What to Expect: Efficiency

Sat, July 04, 2020 09:57 AM Comment(s) By Team DSS

Most accidents that happen with technical divers can be traced to lapses or stressors at the surface which snowball to problems underwater. It doesn't matter how good your underwater skills are if the non-technical skills are not dialed in. Predive checks, honest post dive debriefs, and a low distraction prep environment are the keys to reducing missteps at the surface that lead to problems underwater. It is impossible to overstate how important non-technical sills, (also called human factors) are for technical divers.


“Low distraction prep environment” is, at many dive sites, completely impossible. Large groups scrambling, loud boat engines, swimmers asking questions constantly, etc. So, do we only dive in small groups at quiet sites? Obviously no, however feeling “rushed” to prep equipment or get in the water is the most overlooked danger in technical diving environments.

The best way to maximize success in these situations is to be extremely efficient. Arrive to the dive site ready to rock. That minimizes the impact of distractions on equipment prep and delays. Most important, being efficient allows us to avoid being rushed, which is extremely dangerous in the technical diving environment.


How to be efficient

Proper Planning Prevents Poor Performance (the 5 Ps)

The days before diving are the ones that matter the most. Organize equipment by the order it’s used in and store appropriately for the diving environment. For example, if the last thing you use is a wetsuit, that should go at the bottom of the bag/box. When diving consecutive days set aside  time in the afternoon devoted to prepping equipment for the next day.

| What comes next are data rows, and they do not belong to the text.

//! Page cache for the index files.
//!
//! Each tree owns one [`BufferPoolManager`] over its page file. Nodes are
//! read and written through pinned guards; pages leave the cache in FIFO
//! order.
//!
//! # Components
//! - [`BufferPoolManager`] - the cache itself
//! - [`PageReadGuard`] / [`PageWriteGuard`] - pinned page access
//! - [`CacheStats`] - hit/miss/eviction counters
//! - [`replacer`] - eviction policy

mod buffer_pool_manager;
mod frame;
mod page_guard;
pub mod replacer;
mod stats;

pub use buffer_pool_manager::BufferPoolManager;
pub use page_guard::{PageReadGuard, PageWriteGuard};
pub use stats::CacheStats;
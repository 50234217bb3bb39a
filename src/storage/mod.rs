//! Storage layer - page file I/O and page formats.
//!
//! - [`DiskManager`] - Page-granular file I/O for the tree indexes
//! - [`page`] - Page types and layouts
//!
//! The heap store does its own slot-granular I/O, see [`crate::heap`].

mod disk_manager;
pub mod page;

pub use disk_manager::DiskManager;
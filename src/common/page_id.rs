//! Page identifier type.

use std::fmt;

use crate::common::config::PAGE_SIZE;

/// Typed handle to a page inside one page file.
///
/// Tree child pointers and the leaf chain's `next`/`prev` links are stored
/// as `PageId`s rather than raw byte offsets, so a page reference can never
/// be confused with a record id or a heap offset. Page 0 of every tree file
/// is the metadata page; nodes start at page 1.
///
/// # Example
/// ```
/// use fleetdb::PageId;
///
/// let page_id = PageId::new(3);
/// assert!(page_id.is_valid());
/// assert_eq!(page_id.offset(), 3 * 4096);
/// ```
#[derive(Debug, Clone, Copy, PartialEq, Eq, Hash, PartialOrd, Ord)]
pub struct PageId(pub u32);

impl PageId {
    /// Null link: "no page".
    pub const INVALID: PageId = PageId(u32::MAX);

    /// The metadata page of a tree file.
    pub const META: PageId = PageId(0);

    /// Create a new PageId.
    #[inline]
    pub fn new(id: u32) -> Self {
        PageId(id)
    }

    /// Check if this page ID is a real page (not the null link).
    #[inline]
    pub fn is_valid(&self) -> bool {
        *self != Self::INVALID
    }

    /// Byte offset of the page within its file.
    #[inline]
    pub fn offset(&self) -> u64 {
        u64::from(self.0) * PAGE_SIZE as u64
    }

    /// `Some(self)` unless this is the null link.
    #[inline]
    pub fn valid(self) -> Option<PageId> {
        self.is_valid().then_some(self)
    }
}

impl fmt::Display for PageId {
    fn fmt(&self, f: &mut fmt::Formatter<'_>) -> fmt::Result {
        if *self == Self::INVALID {
            write!(f, "Page(NULL)")
        } else {
            write!(f, "Page({})", self.0)
        }
    }
}

#[cfg(test)]
mod tests {
    use super::*;

    #[test]
    fn test_page_id_offset() {
        assert_eq!(PageId::META.offset(), 0);
        assert_eq!(PageId::new(1).offset(), 4096);
        assert_eq!(PageId::new(u32::MAX - 1).offset(), (u32::MAX as u64 - 1) * 4096);
    }

    #[test]
    fn test_page_id_null_link() {
        assert!(!PageId::INVALID.is_valid());
        assert_eq!(PageId::INVALID.valid(), None);
        assert_eq!(PageId::new(7).valid(), Some(PageId::new(7)));
    }

    #[test]
    fn test_page_id_display() {
        assert_eq!(format!("{}", PageId::new(42)), "Page(42)");
        assert_eq!(format!("{}", PageId::INVALID), "Page(NULL)");
    }
}
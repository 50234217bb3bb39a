//! Eviction policy for the page cache.
//!
//! - [`FifoReplacer`] - insertion-order eviction

mod fifo;

pub use fifo::FifoReplacer;
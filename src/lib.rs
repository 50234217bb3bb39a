//! FleetDB - the embedded storage engine behind the fleet manager.
//!
//! # Architecture
//! ```text
//! ┌─────────────────────────────────────────────────────────────────┐
//! │                     StorageEngine (engine)                      │
//! ├─────────────────────────────────────────────────────────────────┤
//! │  ┌──────────────────────────┐   ┌────────────────────────────┐  │
//! │  │   HeapStore (heap/)      │   │   IndexManager (index/)    │  │
//! │  │  header page + 7 fixed   │   │  BTree   (composite key)   │  │
//! │  │  slot arrays, one file   │   │  BPlusTree × 3 (strings)   │  │
//! │  └──────────────────────────┘   └────────────────────────────┘  │
//! │                                              ↓                  │
//! │                           ┌────────────────────────────────┐    │
//! │                           │  BufferPoolManager (buffer/)   │    │
//! │                           │  FIFO page cache, write-back   │    │
//! │                           └────────────────────────────────┘    │
//! │                                              ↓                  │
//! │                           ┌────────────────────────────────┐    │
//! │                           │  DiskManager + Page (storage/) │    │
//! │                           └────────────────────────────────┘    │
//! └─────────────────────────────────────────────────────────────────┘
//! ```
//!
//! # Modules
//! - [`common`] - Shared primitives (PageId, FrameId, EntityKind, Error, config)
//! - [`storage`] - Disk I/O and page formats
//! - [`buffer`] - Page cache used by the tree indexes
//! - [`index`] - On-disk B-Tree / B+-Tree and the index facade
//! - [`heap`] - Fixed-slot record heap
//! - [`engine`] - Heap store and indexes coordinated as one unit
//!
//! # Quick Start
//! ```no_run
//! use fleetdb::{StorageEngine, StoreConfig};
//! use fleetdb::heap::DriverProfile;
//!
//! let engine = StorageEngine::open_or_create(&StoreConfig::default()).unwrap();
//!
//! let mut driver = DriverProfile::new(engine.allocate_id(fleetdb::EntityKind::Profile).unwrap());
//! driver.email = "ana@example.com".into();
//! engine.insert(&driver).unwrap();
//!
//! let found = engine.find_profile_by_email("ana@example.com").unwrap();
//! assert!(found.is_some());
//! ```

pub mod buffer;
pub mod common;
pub mod engine;
pub mod heap;
pub mod index;
pub mod storage;

pub use common::config::{StoreConfig, TableCapacities, PAGE_SIZE};
pub use common::{EntityKind, Error, FrameId, PageId, Result};

pub use buffer::{BufferPoolManager, CacheStats};
pub use engine::{Indexed, StorageEngine};
pub use heap::{HeapStore, Record, SlotLocation};
pub use index::{BPlusTree, BTree, CompositeKey, IndexManager, StringKey, TreeShape};
pub use storage::page::{Page, PageHeader, PageType};
pub use storage::DiskManager;
use crate::common::bytes::{FieldReader, FieldWriter};
use crate::common::EntityKind;
use crate::heap::record::{slot_id, Record};

/// Metadata of an uploaded document. The file body is not stored here.
#[derive(Debug, Clone, Default, PartialEq)]
pub struct DocumentMetadata {
    pub id: u64,
    pub owner_id: u64,
    pub owner_type: u8,
    pub filename: String,
    pub mime_type: String,
    pub file_size: u64,
    pub upload_date: u64,
    pub expiry_date: u64,
    pub data_offset: u64,
    pub data_blocks: u32,
    pub description: String,
    pub tags: String,
}

impl DocumentMetadata {
    const USED: usize = 757;

    pub fn new(id: u64, owner_id: u64, filename: &str, upload_date: u64) -> Self {
        Self {
            id,
            owner_id,
            filename: filename.to_string(),
            upload_date,
            ..Self::default()
        }
    }
}

impl Record for DocumentMetadata {
    const KIND: EntityKind = EntityKind::Document;
    const SIZE: usize = 1024;

    fn id(&self) -> u64 {
        self.id
    }

    fn timestamp(&self) -> u64 {
        self.upload_date
    }

    fn is_live(&self) -> bool {
        self.id != 0
    }

    fn mark_deleted(&mut self) {
        self.id = 0;
    }

    fn encode(&self, slot: &mut [u8]) {
        let mut w = FieldWriter::new(slot);
        w.put_u64(self.id);
        w.put_u64(self.owner_id);
        w.put_u8(self.owner_type);
        w.put_str(&self.filename, 256);
        w.put_str(&self.mime_type, 64);
        w.put_u64(self.file_size);
        w.put_u64(self.upload_date);
        w.put_u64(self.expiry_date);
        w.put_u64(self.data_offset);
        w.put_u32(self.data_blocks);
        w.put_str(&self.description, 256);
        w.put_str(&self.tags, 128);
        debug_assert_eq!(w.position(), Self::USED);
        w.pad(Self::SIZE - Self::USED);
    }

    fn decode(slot: &[u8]) -> Self {
        let mut r = FieldReader::new(slot);
        Self {
            id: r.u64(),
            owner_id: r.u64(),
            owner_type: r.u8(),
            filename: r.str(256),
            mime_type: r.str(64),
            file_size: r.u64(),
            upload_date: r.u64(),
            expiry_date: r.u64(),
            data_offset: r.u64(),
            data_blocks: r.u32(),
            description: r.str(256),
            tags: r.str(128),
        }
    }

    fn slot_is_live(slot: &[u8]) -> bool {
        slot_id(slot) != 0
    }
}
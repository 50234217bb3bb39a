//! FIFO (first-in, first-out) replacement policy.
//!
//! The page cache evicts in insertion order: a frame's position is fixed
//! when a page is loaded into it and re-accessing the page does not move
//! it. This is deliberately not LRU.

use std::collections::VecDeque;

use crate::common::FrameId;

/// Insertion-order eviction over a fixed number of frames.
///
/// Pinned frames are skipped; a skipped frame keeps its place in line.
pub struct FifoReplacer {
    /// Frames in load order (front = oldest).
    queue: VecDeque<FrameId>,
    /// `queued[f]`: frame `f` currently has a slot in `queue`.
    queued: Vec<bool>,
    /// `evictable[f]`: frame `f` holds a page with pin count 0.
    evictable: Vec<bool>,
    evictable_count: usize,
}

impl FifoReplacer {
    /// Replacer for frames `0..capacity`.
    pub fn new(capacity: usize) -> Self {
        Self {
            queue: VecDeque::with_capacity(capacity),
            queued: vec![false; capacity],
            evictable: vec![false; capacity],
            evictable_count: 0,
        }
    }

    /// Note that `frame_id` was loaded or accessed.
    ///
    /// Only the first access after a load enqueues the frame.
    pub fn record_access(&mut self, frame_id: FrameId) {
        if !self.queued[frame_id.0] {
            self.queued[frame_id.0] = true;
            self.queue.push_back(frame_id);
        }
    }

    /// Mark a frame as evictable (pin count dropped to 0) or not.
    pub fn set_evictable(&mut self, frame_id: FrameId, evictable: bool) {
        let slot = &mut self.evictable[frame_id.0];
        if *slot != evictable {
            *slot = evictable;
            if evictable {
                self.evictable_count += 1;
            } else {
                self.evictable_count -= 1;
            }
        }
    }

    /// Remove and return the oldest evictable frame.
    ///
    /// Returns None if every queued frame is pinned.
    pub fn evict(&mut self) -> Option<FrameId> {
        let pos = self.queue.iter().position(|f| self.evictable[f.0])?;
        let frame_id = self.queue.remove(pos)?;
        self.queued[frame_id.0] = false;
        self.set_evictable(frame_id, false);
        Some(frame_id)
    }

    /// Forget a frame entirely (its page was dropped from the cache).
    pub fn remove(&mut self, frame_id: FrameId) {
        if self.queued[frame_id.0] {
            self.queued[frame_id.0] = false;
            self.queue.retain(|f| *f != frame_id);
        }
        self.set_evictable(frame_id, false);
    }

    /// Number of evictable frames.
    pub fn size(&self) -> usize {
        self.evictable_count
    }
}
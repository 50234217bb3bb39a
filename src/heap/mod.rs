//! Record heap: one file of fixed-size slot arrays, one per record kind.
//!
//! - [`HeapStore`] - the file, its header and slot-level CRUD
//! - [`Record`] - encoding and liveness rules of a record kind
//! - [`records`] - the seven record kinds

mod header;
mod record;
pub mod records;
mod store;

pub use header::TableInfo;
pub use record::{Record, SlotLocation};
pub use records::{
    DocumentMetadata, DriverProfile, ExpenseCategory, ExpenseRecord, IncidentReport,
    IncidentType, MaintenanceRecord, MaintenanceType, TripRecord, UserRole, VehicleInfo,
    VehicleType,
};
pub use store::{HeapStats, HeapStore, TableStats};
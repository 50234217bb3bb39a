//! Page header and type definitions.
//!
//! Every page FleetDB writes starts with a [`PageHeader`]:
//! - [`PageType`] discriminator
//! - CRC32 checksum over the whole page

/// Type of page stored on disk.
#[repr(u8)]
#[derive(Debug, Default, Clone, Copy, PartialEq, Eq)]
pub enum PageType {
    /// Never written (all zeros) or unrecognized.
    #[default]
    Invalid = 0,
    /// Tree metadata page (page 0 of a tree file).
    TreeMeta = 1,
    /// Tree internal node.
    TreeInternal = 2,
    /// Tree leaf node.
    TreeLeaf = 3,
    /// Heap store header page.
    HeapHeader = 4,
}

impl PageType {
    /// Convert from u8, returning Invalid for unknown values.
    pub fn from_u8(value: u8) -> Self {
        match value {
            1 => PageType::TreeMeta,
            2 => PageType::TreeInternal,
            3 => PageType::TreeLeaf,
            4 => PageType::HeapHeader,
            _ => PageType::Invalid,
        }
    }

    /// True for both node types.
    pub fn is_node(self) -> bool {
        matches!(self, PageType::TreeInternal | PageType::TreeLeaf)
    }
}

/// Metadata stored at the beginning of every page.
///
/// # Layout (5 bytes)
/// ```text
/// Offset  Size  Field
/// ------  ----  -----
/// 0       1     page_type (PageType as u8)
/// 1       4     checksum (CRC32, little-endian)
/// ```
///
/// The checksum covers the entire page with the checksum field itself read
/// as zero.
#[derive(Debug, Default, Clone, Copy, PartialEq, Eq)]
pub struct PageHeader {
    pub page_type: PageType,
    pub checksum: u32,
}

impl PageHeader {
    /// Size of the header in bytes.
    pub const SIZE: usize = 5;

    pub const OFFSET_PAGE_TYPE: usize = 0;
    pub const OFFSET_CHECKSUM: usize = 1;

    /// Create a header with the given page type and no checksum yet.
    pub fn new(page_type: PageType) -> Self {
        Self {
            page_type,
            checksum: 0,
        }
    }

    /// Read a header from the beginning of a byte slice.
    ///
    /// # Panics
    /// Panics if `data.len() < PageHeader::SIZE`.
    pub fn from_bytes(data: &[u8]) -> Self {
        assert!(data.len() >= Self::SIZE, "buffer too small for PageHeader");

        let mut checksum = [0u8; 4];
        checksum.copy_from_slice(&data[Self::OFFSET_CHECKSUM..Self::OFFSET_CHECKSUM + 4]);

        Self {
            page_type: PageType::from_u8(data[Self::OFFSET_PAGE_TYPE]),
            checksum: u32::from_le_bytes(checksum),
        }
    }

    /// Write this header to the beginning of a byte slice.
    ///
    /// # Panics
    /// Panics if `data.len() < PageHeader::SIZE`.
    pub fn write_to(&self, data: &mut [u8]) {
        assert!(data.len() >= Self::SIZE, "buffer too small for PageHeader");

        data[Self::OFFSET_PAGE_TYPE] = self.page_type as u8;
        data[Self::OFFSET_CHECKSUM..Self::OFFSET_CHECKSUM + 4]
            .copy_from_slice(&self.checksum.to_le_bytes());
    }

    /// Compute the CRC32 of a page with the checksum field zeroed.
    pub fn compute_checksum(page_data: &[u8]) -> u32 {
        let mut hasher = crc32fast::Hasher::new();
        hasher.update(&page_data[..Self::OFFSET_CHECKSUM]);
        hasher.update(&[0u8; 4]);
        hasher.update(&page_data[Self::OFFSET_CHECKSUM + 4..]);
        hasher.finalize()
    }

    /// Verify that the stored checksum matches the page contents.
    pub fn verify_checksum(&self, page_data: &[u8]) -> bool {
        self.checksum == Self::compute_checksum(page_data)
    }
}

All the extras but none of the luggage

Every technical diver needs backups and backups for backups. Make sure these backups on backups are in the fewest bags/boxes possible. Every item having a separate container will make for difficulty loading, unloading, and finding. We suggest a few UK boxes to keep spares dry, stored inside of a milk crate or mesh bag. If boat diving, make sure whatever you have is easily stowed below the bench, in the v-berth, or wherever gear is stowed on the vessel.


Minimum trips
Your goal should be the fewest possible trips to the water to drop equipment off while staying comfortable and not over exerting yourself. This applies to loading gear on the boat as well. Making fewer trips from the car to the boat gives you more time to relax and is more organized.

Examples of efficient storage solutions.

Maybe this information is “common sense” to you, and that’s great. Being rushed or not organized can quickly snowball into stress that will affect you underwater. That’s being efficient at the surface is a critical skill as a technical diver - just as important as any underwater skill.